Just over 10 years ago, I conducted an experiment. I watched an hour of CNN every night but it was never that night's coverage. It was from exactly two weeks ago.

It was amazing how much "breaking news!" was irrelevant or just outright wrong, how many large trend predictions were wrong, and how many "[person] will do X" were wrong. While the predictions could have been portrayed as opinions, they were presented as facts and the obvious next steps or conclusions.

I realized pretty quickly that avoiding CNN kept out the blatantly wrong information so even if I didn't replace it with anything, I was net ahead.

A few years ago, I discovered this article and realized that some portion of it was probably on purpose:


It always surprises me to what degree US cable news, as opposed to print, seems to treat politics like entertainment and sports coverage. At least from an outsider's perspective. Maybe no surprise a reality TV star became President.

Commercial television news is very manipulative and the intent of the manipulation is to keep eyeballs glued to the screen to sell ads. They use lots of elaborately animated transitions with bright colors, swooshing sound effects and musical cues to mesmerize viewers, just as slot machines in Vegas use such things to mesmerize gamblers. It's the same sort of graphical bullshit they pad out televized American football with. And the talking head personalities emotively reading from teleprompters are there for viewers to form parasocial relationships with, to keep viewers coming back to that channel. Before social media was invented, the term was created to describe the asymmetric relationships television viewers have with television personalities. The whole industry has manipulation down to a science and I think anybody would be better off reading newspapers instead. Public funded news channels may be better, I remember PBS's News Hour was okay. But is there any value in watching CNN instead of reading the NYTimes? I don't see any.

I was living with a host family when I first saw American TV.

I just couldn't tell when the actual show is on. The shows, the news, the ads, and whatever else there was, they all had the same "air". The same kind of music, the same kind of cadence, the same kind of tone, the same kind of fake laugh.

TV is pretty shit everywhere; but I can't understand it in US.

Confusingly, some of the greatest TV shows are US shows. But I have to watch them on Netflix/DVD, because the actual TV breaks apart the show into tiny pieces that take away the enjoyment entirely.

I consider myself lucky that I never get sucked into the habit of watching TV.

I had a similar experience. I was a tourist in New York for a week and watched a bit of TV. It was like an exaggerated parody of itself. It felt positively dystopian.

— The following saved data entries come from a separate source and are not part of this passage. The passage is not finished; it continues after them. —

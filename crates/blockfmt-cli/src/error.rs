//! Error types for blockfmt-cli

/// Result type for CLI operations
pub type Result<T> = std::result::Result<T, CliError>;

/// Errors that can occur in CLI operations
#[derive(Debug, thiserror::Error)]
pub enum CliError {
    /// Error from blockfmt-core
    #[error(transparent)]
    Core(#[from] blockfmt_core::Error),

    /// Error from blockfmt-formatter
    #[error(transparent)]
    Formatter(#[from] blockfmt_formatter::Error),

    /// Standard I/O error
    #[error(transparent)]
    Io(#[from] std::io::Error),

    /// JSON output error
    #[error("JSON error: {0}")]
    Json(#[from] serde_json::Error),

    /// User-facing error with a message
    #[error("{message}")]
    User { message: String },
}

impl CliError {
    /// Create a new user error with the given message
    pub fn user(message: impl Into<String>) -> Self {
        Self::User {
            message: message.into(),
        }
    }

    /// Install guidance when the failure was a missing formatter.
    pub fn install_instruction(&self) -> Option<&str> {
        match self {
            CliError::Core(blockfmt_core::Error::Formatter(err)) | CliError::Formatter(err) => {
                err.install_instruction().filter(|hint| !hint.is_empty())
            }
            _ => None,
        }
    }
}
//! Saved simulations: request, derived parameters, schedule and timestamp.
//!
//! The list is keyed only by position. Removing an entry shifts every later
//! entry down by one.

use chrono::{DateTime, SecondsFormat, Utc};
use serde::{Deserialize, Serialize};

use crate::amortization::schedule::{compute_schedule, LoanParameters, Schedule};
use crate::amortization::summary::{summarize, ScheduleSummary};
use crate::error::MortgageSimError;
use crate::validation::{validate_request, LoanRequest};
use crate::MortgageSimResult;

#[derive(Debug, Clone, PartialEq, Serialize, Deserialize)]
pub struct SimulationRecord {
    pub request: LoanRequest,
    pub parameters: LoanParameters,
    pub schedule: Schedule,
    pub created_at: DateTime<Utc>,
}

impl SimulationRecord {
    /// Validate, compute and timestamp a new simulation.
    pub fn new(request: LoanRequest) -> MortgageSimResult<Self> {
        Self::at(request, Utc::now())
    }

    pub fn at(request: LoanRequest, created_at: DateTime<Utc>) -> MortgageSimResult<Self> {
        let parameters = validate_request(&request)?;
        let schedule = compute_schedule(&parameters)?;
        Ok(SimulationRecord {
            request,
            parameters,
            schedule,
            created_at,
        })
    }

    /// Record a schedule that was already computed from `parameters`.
    pub fn from_computed(request: LoanRequest, parameters: LoanParameters, schedule: Schedule) -> Self {
        SimulationRecord {
            request,
            parameters,
            schedule,
            created_at: Utc::now(),
        }
    }

    pub fn summary(&self) -> ScheduleSummary {
        summarize(&self.schedule)
    }

    /// `simulation_<RFC 3339 timestamp>.csv`
    pub fn export_file_name(&self) -> String {
        format!(
            "simulation_{}.csv",
            self.created_at.to_rfc3339_opts(SecondsFormat::Millis, true)
        )
    }
}

/// Append-only list of saved simulations.
#[derive(Debug, Clone, Default, PartialEq, Serialize, Deserialize)]
#[serde(transparent)]
pub struct SimulationList {
    records: Vec<SimulationRecord>,
}

impl SimulationList {
    pub fn new() -> Self {
        Self::default()
    }

    pub fn push(&mut self, record: SimulationRecord) -> usize {
        self.records.push(record);
        self.records.len() - 1
    }

    pub fn get(&self, index: usize) -> MortgageSimResult<&SimulationRecord> {
        self.records.get(index).ok_or_else(|| self.missing(index))
    }

    pub fn remove(&mut self, index: usize) -> MortgageSimResult<SimulationRecord> {
        if index >= self.records.len() {
            return Err(self.missing(index));
        }
        Ok(self.records.remove(index))
    }

    pub fn len(&self) -> usize {
        self.records.len()
    }

    pub fn is_empty(&self) -> bool {
        self.records.is_empty()
    }

    pub fn iter(&self) -> std::slice::Iter<'_, SimulationRecord> {
        self.records.iter()
    }

    pub fn from_json(json: &str) -> MortgageSimResult<Self> {
        if json.trim().is_empty() {
            return Ok(Self::default());
        }
        Ok(serde_json::from_str(json)?)
    }

    pub fn to_json(&self) -> MortgageSimResult<String> {
        Ok(serde_json::to_string_pretty(self)?)
    }

    fn missing(&self, index: usize) -> MortgageSimError {
        MortgageSimError::NotFound(format!(
            "simulation {index} (list holds {})",
            self.records.len()
        ))
    }
}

Nowadays I can't even watch swedish TV. I can't stand the ads.

What surprised me was the drug ads.

A friend used to stream basketball games live, and when I watched every ad break had an ad for a (prescription?) drug.

It felt like something I'd see in a movie/TV show mocking TV ads. A parody, like you said.

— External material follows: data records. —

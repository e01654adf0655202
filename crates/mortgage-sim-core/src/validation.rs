//! Borrower-facing validation of a raw simulation request.
//!
//! Rules are checked in a fixed order and the first failure is returned, so a
//! caller always has exactly one message to show.

use rust_decimal::Decimal;
use rust_decimal_macros::dec;
use serde::{Deserialize, Serialize};

use crate::amortization::schedule::{LoanParameters, ScheduleType};
use crate::error::MortgageSimError;
use crate::types::{Money, Percent};
use crate::MortgageSimResult;

/// Minimum down payment as a fraction of the property value.
pub const MIN_DOWN_PAYMENT_RATIO: Decimal = dec!(0.20);
/// Shortest accepted term (10 years).
pub const MIN_TERM_MONTHS: u32 = 120;
/// Longest accepted term (35 years).
pub const MAX_TERM_MONTHS: u32 = 420;

/// Unvalidated request as entered by the borrower.
#[derive(Debug, Clone, PartialEq, Eq, Serialize, Deserialize)]
pub struct LoanRequest {
    pub schedule_type: ScheduleType,
    pub property_value: Money,
    pub down_payment: Money,
    pub term_months: u32,
    /// Annual effective interest rate in percentage points.
    pub annual_interest_rate: Percent,
    /// Annual reference-index rate in percentage points.
    #[serde(default)]
    pub annual_reference_rate: Percent,
    #[serde(default)]
    pub monthly_admin_charge: Money,
    #[serde(default)]
    pub monthly_insurance_charge: Money,
}

impl LoanRequest {
    /// Amount financed.
    pub fn principal(&self) -> Money {
        self.property_value - self.down_payment
    }
}

/// Validate a request and derive the engine parameters from it.
pub fn validate_request(request: &LoanRequest) -> MortgageSimResult<LoanParameters> {
    if request.property_value <= Decimal::ZERO {
        return Err(MortgageSimError::invalid(
            "property_value",
            "Property value must be greater than zero",
        ));
    }
    if request.down_payment <= Decimal::ZERO {
        return Err(MortgageSimError::invalid(
            "down_payment",
            "Down payment must be greater than zero",
        ));
    }
    if request.down_payment >= request.property_value {
        return Err(MortgageSimError::invalid(
            "down_payment",
            "Down payment must be less than the property value",
        ));
    }
    if request.down_payment < request.property_value * MIN_DOWN_PAYMENT_RATIO {
        return Err(MortgageSimError::invalid(
            "down_payment",
            "Down payment must be at least 20% of the property value",
        ));
    }
    if request.term_months == 0 {
        return Err(MortgageSimError::invalid(
            "term_months",
            "Term must be greater than zero",
        ));
    }
    if request.term_months < MIN_TERM_MONTHS {
        return Err(MortgageSimError::invalid(
            "term_months",
            format!("Minimum term is {MIN_TERM_MONTHS} months (10 years)"),
        ));
    }
    if request.term_months > MAX_TERM_MONTHS {
        return Err(MortgageSimError::invalid(
            "term_months",
            format!("Maximum term is {MAX_TERM_MONTHS} months (35 years)"),
        ));
    }
    if request.annual_interest_rate <= Decimal::ZERO {
        return Err(MortgageSimError::invalid(
            "annual_interest_rate",
            "Interest rate must be greater than zero",
        ));
    }
    if request.annual_reference_rate < Decimal::ZERO {
        return Err(MortgageSimError::invalid(
            "annual_reference_rate",
            "Reference rate cannot be negative",
        ));
    }
    if request.monthly_admin_charge < Decimal::ZERO {
        return Err(MortgageSimError::invalid(
            "monthly_admin_charge",
            "Administrative charge cannot be negative",
        ));
    }
    if request.monthly_insurance_charge < Decimal::ZERO {
        return Err(MortgageSimError::invalid(
            "monthly_insurance_charge",
            "Insurance charge cannot be negative",
        ));
    }

    Ok(LoanParameters {
        schedule_type: request.schedule_type,
        principal: request.principal(),
        term_months: request.term_months,
        annual_interest_rate: request.annual_interest_rate,
        annual_reference_rate: request.annual_reference_rate,
        monthly_admin_charge: request.monthly_admin_charge,
        monthly_insurance_charge: request.monthly_insurance_charge,
    })
}

#[cfg(test)]
mod tests {
    use super::*;
    use pretty_assertions::assert_eq;

    fn request() -> LoanRequest {
        LoanRequest {
            schedule_type: ScheduleType::ConstantAmortization,
            property_value: dec!(500000),
            down_payment: dec!(100000),
            term_months: 360,
            annual_interest_rate: dec!(10.5),
            annual_reference_rate: dec!(0.8),
            monthly_admin_charge: dec!(25),
            monthly_insurance_charge: dec!(45.90),
        }
    }

    fn rejected_field(req: &LoanRequest) -> String {
        match validate_request(req) {
            Err(MortgageSimError::InvalidInput { field, .. }) => field,
            other => panic!("Expected InvalidInput, got {other:?}"),
        }
    }

    #[test]
    fn test_valid_request_derives_principal() {
        let params = validate_request(&request()).unwrap();
        assert_eq!(
            params,
            LoanParameters {
                schedule_type: ScheduleType::ConstantAmortization,
                principal: dec!(400000),
                term_months: 360,
                annual_interest_rate: dec!(10.5),
                annual_reference_rate: dec!(0.8),
                monthly_admin_charge: dec!(25),
                monthly_insurance_charge: dec!(45.90),
            }
        );
    }

    #[test]
    fn test_down_payment_equal_to_property_value_rejected() {
        let mut req = request();
        req.down_payment = req.property_value;
        assert_eq!(rejected_field(&req), "down_payment");
    }

    #[test]
    fn test_down_payment_floor() {
        let mut req = request();
        req.down_payment = dec!(99999.99);
        assert_eq!(rejected_field(&req), "down_payment");

        req.down_payment = dec!(100000);
        assert!(validate_request(&req).is_ok());
    }

    #[test]
    fn test_term_bounds() {
        let mut req = request();
        for (term, ok) in [(119, false), (120, true), (420, true), (421, false), (0, false)] {
            req.term_months = term;
            assert_eq!(validate_request(&req).is_ok(), ok, "term {term}");
        }
    }

    #[test]
    fn test_interest_rate_must_be_positive() {
        let mut req = request();
        req.annual_interest_rate = Decimal::ZERO;
        assert_eq!(rejected_field(&req), "annual_interest_rate");
    }

    #[test]
    fn test_negative_charges_rejected() {
        let mut req = request();
        req.monthly_insurance_charge = dec!(-1);
        assert_eq!(rejected_field(&req), "monthly_insurance_charge");

        let mut req = request();
        req.annual_reference_rate = dec!(-0.1);
        assert_eq!(rejected_field(&req), "annual_reference_rate");
    }

    #[test]
    fn test_first_failure_wins() {
        let mut req = request();
        req.property_value = Decimal::ZERO;
        req.term_months = 10;
        req.annual_interest_rate = dec!(-1);
        assert_eq!(rejected_field(&req), "property_value");
    }

    #[test]
    fn test_optional_fields_default_to_zero() {
        let req: LoanRequest = serde_json::from_str(
            r#"{
                "schedule_type": "PRICE",
                "property_value": "250000",
                "down_payment": "50000",
                "term_months": 240,
                "annual_interest_rate": "9.9"
            }"#,
        )
        .unwrap();
        assert_eq!(req.annual_reference_rate, Decimal::ZERO);
        assert_eq!(req.monthly_admin_charge, Decimal::ZERO);
        assert_eq!(req.principal(), dec!(200000));
    }
}
use serde_json::{Map, Value};
use tabled::{builder::Builder, Table};

use super::{display_decimal, row_series};

/// Format output as tables: scalar fields, nested summaries, then the period series.
pub fn print_table(value: &Value) {
    match value {
        Value::Object(map) => {
            if let Some(result) = map.get("result") {
                print_result_table(result, map);
            } else if let Some((_, rows)) = row_series(map) {
                print_array_table(rows);
            } else {
                print_fields(map);
            }
        }
        Value::Array(arr) => print_array_table(arr),
        _ => println!("{}", value),
    }
}

fn print_result_table(result: &Value, envelope: &Map<String, Value>) {
    let Value::Object(res_map) = result else {
        print_fields(envelope);
        return;
    };

    print_fields(res_map);

    for (key, val) in res_map {
        if let Value::Object(inner) = val {
            println!("\n{}:", key);
            print_fields(inner);
        }
    }

    if let Some((key, rows)) = row_series(res_map) {
        println!("\n{}:", key);
        print_array_table(rows);
    }

    if let Some(Value::Array(warnings)) = envelope.get("warnings") {
        if !warnings.is_empty() {
            println!("\nWarnings:");
            for w in warnings {
                if let Value::String(s) = w {
                    println!("  - {}", s);
                }
            }
        }
    }

    if let Some(Value::String(meth)) = envelope.get("methodology") {
        println!("\nMethodology: {}", meth);
    }
}

/// Field/value table of the scalar entries of an object.
fn print_fields(map: &Map<String, Value>) {
    let mut builder = Builder::default();
    builder.push_record(["Field", "Value"]);
    for (key, val) in map {
        if is_scalar(val) {
            builder.push_record([key.as_str(), &format_value(val)]);
        }
    }
    println!("{}", Table::from(builder));
}

fn print_array_table(arr: &[Value]) {
    if arr.is_empty() {
        println!("(empty)");
        return;
    }

    if let Some(Value::Object(first)) = arr.first() {
        let headers: Vec<String> = first.keys().cloned().collect();
        let mut builder = Builder::default();
        builder.push_record(&headers);

        for item in arr {
            if let Value::Object(map) = item {
                let row: Vec<String> = headers
                    .iter()
                    .map(|h| map.get(h.as_str()).map(format_value).unwrap_or_default())
                    .collect();
                builder.push_record(row);
            }
        }

        println!("{}", Table::from(builder));
    } else {
        for item in arr {
            println!("{}", format_value(item));
        }
    }
}

fn is_scalar(value: &Value) -> bool {
    !matches!(value, Value::Object(_) | Value::Array(_))
}

fn format_value(value: &Value) -> String {
    match value {
        Value::String(s) => display_decimal(s).unwrap_or_else(|| s.clone()),
        Value::Number(n) => n.to_string(),
        Value::Bool(b) => b.to_string(),
        Value::Null => "-".to_string(),
        Value::Array(arr) => {
            let items: Vec<String> = arr.iter().map(format_value).collect();
            items.join(", ")
        }
        Value::Object(_) => serde_json::to_string(value).unwrap_or_default(),
    }
}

Those are crazy. I think in general what struck me was the sheer volume of heavy handed and often poorly produced ads quite bluntly stating "buy our product or you might DIE!"

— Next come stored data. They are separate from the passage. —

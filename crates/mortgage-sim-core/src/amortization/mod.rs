pub mod comparison;
pub mod rates;
pub mod schedule;
pub mod summary;
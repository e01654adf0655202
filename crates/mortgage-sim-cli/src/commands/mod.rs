pub mod simulation;
pub mod stored;
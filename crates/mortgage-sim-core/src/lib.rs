pub mod error;
mod math;
pub mod types;

pub mod amortization;
pub mod validation;

#[cfg(feature = "export")]
pub mod export;

#[cfg(feature = "simulation")]
pub mod simulation;

pub use amortization::comparison::{compare_schedules, ComparisonOutput};
pub use amortization::rates::{normalize_rates, MonthlyRates};
pub use amortization::schedule::{
    compute_schedule, simulate, Installment, LoanParameters, Schedule, ScheduleType,
    SimulationOutput,
};
pub use amortization::summary::{summarize, ScheduleSummary};
pub use error::MortgageSimError;
pub use types::*;
pub use validation::{validate_request, LoanRequest};

/// Standard result type for all mortgage-sim operations
pub type MortgageSimResult<T> = Result<T, MortgageSimError>;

Also: "take our product and you might die"

American here, and I have to agree.

I think it has to do with the fact that the only people left watching TV (As in cable), mostly just want noise and bright colors, while people watching TV (As in shows) have moved on to Netflix/Prime/Piracy.

TV has also become shit in India. Indian news is now on a whole new level of shitshow - leaving even the US behind.

Print media and public stations don't have the same high-strung presentation that cable news does, but the actual substance isn't much better in my experience. The last few times I listened to NPR they seemed to be pretty deep into the horse race style reporting, distracted "Breaking News!"-style reporting, and lots of speculation. Print media as well.

What the other poster suggested is something I also highly recommend - read old news, and see how many of the stories the news media was obsessed with and treated as a huge deal turned out to be nothing in the end. Putting a custom time range in searches is a great way to do this. Often there's little to no followup to stories, or new narratives get created that completely rewrite what happened. News junkies get left with a highly skewed version of reality.

>The last few times I listened to NPR they seemed to be pretty deep into the horse race style reporting, distracted "Breaking News!"-style reporting, and lots of speculation. Print media as well.

As a dedicated listener to NPR, here's my advice:

- The 6 minutes of headline news at the top of every hour covers all you might need to know.

- The more reporting-style programs (All Things Considered, Morning Edition) often have good interviews with figures directly involved in the news. Of course, these are only worthwhile if the person hasn't already been on a national platform. Politicians and lawyers will just pretend to answer questions as they read prepared statements.

- Everything else is entertainment.

I like it, but I'm not deluded enough to look down on anyone (e.g. my wife) who finds it boring.

That six minute hourly news summary is available as a podcast. It's nice to dip into it when I want to hear the latest.

I wouldn’t even put it in the pedestal of psychological manipulation. It’s gossip, the same as teen magazines and tabloids. They just dress it up with authority.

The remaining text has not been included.